En ocasiones pido los libros difíciles de encontrar mediante el correo contrarrembolso. Unos meses atrás, aguardando uno de esos pedidos, le pregunté al editor (mediante el correo electrónico) por las razones para la tardanza del pedido. Me lo había servido de inmediato y la provincia desde donde se remitía el paquete era la misma que esta donde vivo. Quise saber si alguna incidencia pudo haber impedido que no llegara a su destino. Me respondió con rapidez: lo había enviado a los pocos días de solicitarle los dos libros. Hizo el seguimiento correspondiente y el resultado del número de referencia le llevó tras la pista: el paquete permanecía estancado en una dirección de Correos del distrito de Embajadores, muy cerca de donde vivo, y donde se ubica el edificio al que me toca ir a recoger o enviar paquetes. Los libros debían estar criando polvo en un estante de la oficina. Le pedí que me dijera el número de referencia y me presenté en la sucursal, con mi carnet de identidad y el susodicho número.

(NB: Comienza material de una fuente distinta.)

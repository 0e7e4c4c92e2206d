use std::sync::Arc;
use std::time::Duration;

use auth::Authenticator;
use axum::body::Body;
use axum::http::Request;
use axum::http::Response;
use axum::middleware;
use axum::routing::get;
use axum::routing::post;
use axum::Router;
use tower_http::cors::CorsLayer;
use tower_http::trace::TraceLayer;
use tracing::Span;

use super::handlers::current_user::current_user;
use super::handlers::home::home;
use super::handlers::signin::signin;
use super::handlers::signup::signup;
use super::middleware::authenticate as auth_middleware;
use crate::domain::user::service::AuthService;
use crate::outbound::repositories::role::PostgresRoleRepository;
use crate::outbound::repositories::user::PostgresUserRepository;

#[derive(Clone)]
pub struct AppState {
    pub auth_service: Arc<AuthService<PostgresUserRepository, PostgresRoleRepository>>,
    pub authenticator: Arc<Authenticator>,
    pub jwt_expiration_hours: i64,
}

pub fn create_router(
    auth_service: Arc<AuthService<PostgresUserRepository, PostgresRoleRepository>>,
    authenticator: Arc<Authenticator>,
    jwt_expiration_hours: i64,
) -> Router {
    let state = AppState {
        auth_service,
        authenticator,
        jwt_expiration_hours,
    };

    let public_routes = Router::new()
        .route("/api/v1/auth/signup", post(signup))
        .route("/api/v1/auth/signin", post(signin))
        .route("/api/v1/home", get(home));

    let protected_routes = Router::new()
        .route("/api/v1/auth/current-user", get(current_user))
        .route_layer(middleware::from_fn_with_state(
            state.clone(),
            auth_middleware,
        ));

    let trace_layer = TraceLayer::new_for_http()
        .make_span_with(|request: &Request<Body>| {
            tracing::info_span!(
                "http_request",
                method = %request.method(),
                uri = %request.uri(),
                version = ?request.version(),
            )
        })
        .on_request(|request: &Request<Body>, _span: &Span| {
            tracing::info!(
                method = %request.method(),
                uri = %request.uri(),
                "Request started"
            );
        })
        .on_response(
            |response: &Response<Body>, latency: Duration, _span: &Span| {
                tracing::info!(
                    status = response.status().as_u16(),
                    latency_ms = latency.as_millis(),
                    "Request completed"
                );
            },
        );

    Router::new()
        .merge(public_routes)
        .merge(protected_routes)
        .layer(trace_layer)
        .layer(CorsLayer::permissive())
        .with_state(state)
}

Me atendió el menos hábil: tras el mostrador había un tipo con la mirada del pez. Es esta una expresión que utiliza un amigo mío para referirse a las personas que se duermen en su puesto, o que no comprenden muy bien cuanto les dice uno. Esas personas que, tras fatigarse uno dándoles explicaciones y acudiendo a requerimientos, al rato le responden: “¿Cómo dice? Esto… ¿pero qué es lo que quiere?” O sea, un poco a la manera de Rantanplan, el perro que aparece en las aventuras de Lucky Luke. Tardé un rato en que el hombre comprendiera, e incluso la mujer del puesto de al lado acudió a resolver la situación y hacerle entender lo que yo buscaba: un pedido extraviado, un paquete que no había llegado a su destino o, por alguna misteriosa razón, había sido devuelto. Me lo dieron, pagué la cantidad acordada y luego le escribí un correo al editor. Me dijo que no volvería a fiarse de Correos. El caso es que, midiendo la tardanza, un par de días antes me olí lo que ocurría. El timbre del portal funciona cuando le da la gana, a pesar de los sucesivos intentos de reparación de los técnicos que han venido a tratar de arreglarlo. Todo depende de cómo apriete uno el botón: según parece, si se pulsa con fuerza termina sonando. El edificio no está vacío por las mañanas. Y, aunque lo estuviera, no es óbice para estas tardanzas e irresponsabilidades: se me ocurre que el cartero podría deslizar un aviso por debajo de la puerta del portal, o volver a intentar la entrega de los paquetes y cartas. Porque no ha sido sólo un envío fallido, sino muchos. Algunos editores, libreros y amigos me han enviado sus libros. El resultado difiere: unos paquetes tardan meses en aparecer en mi buzón; otros no aparecen nunca y nadie conoce su paradero; el resto es devuelto al remitente.
Todas las semanas alguien me cuenta que hace siglos que me envió tal o cual libro, o que le han devuelto el paquete. Una de esas personas, cuando le notifiqué que había recibido su libro, incluso me dijo que tenía la sensación de habérmelo enviado años atrás. Hay pedidos, me consta, de los que ni el editor ni yo sabemos nada. Estarán extraviados en algún limbo, como los mensajes de móvil que no llegan y los e-mails que se pierden en algún pasadizo de los laberintos de la red. En cualquier caso, el servicio que a mí me atiende es deficiente. Unos paquetes llegan, otros no. Eso es lo que me escama. Que, si me han llegado algunos avisos, ¿por qué otros no? No trato de acusar a Correos, sino a los carteros de mi barrio. Lo digo para que no me lluevan cartas de lectores que malinterpretan las cosas, argumentando que me meto con todos los carteros del mundo. Y no es eso. Sólo comento que esta sucursal falla.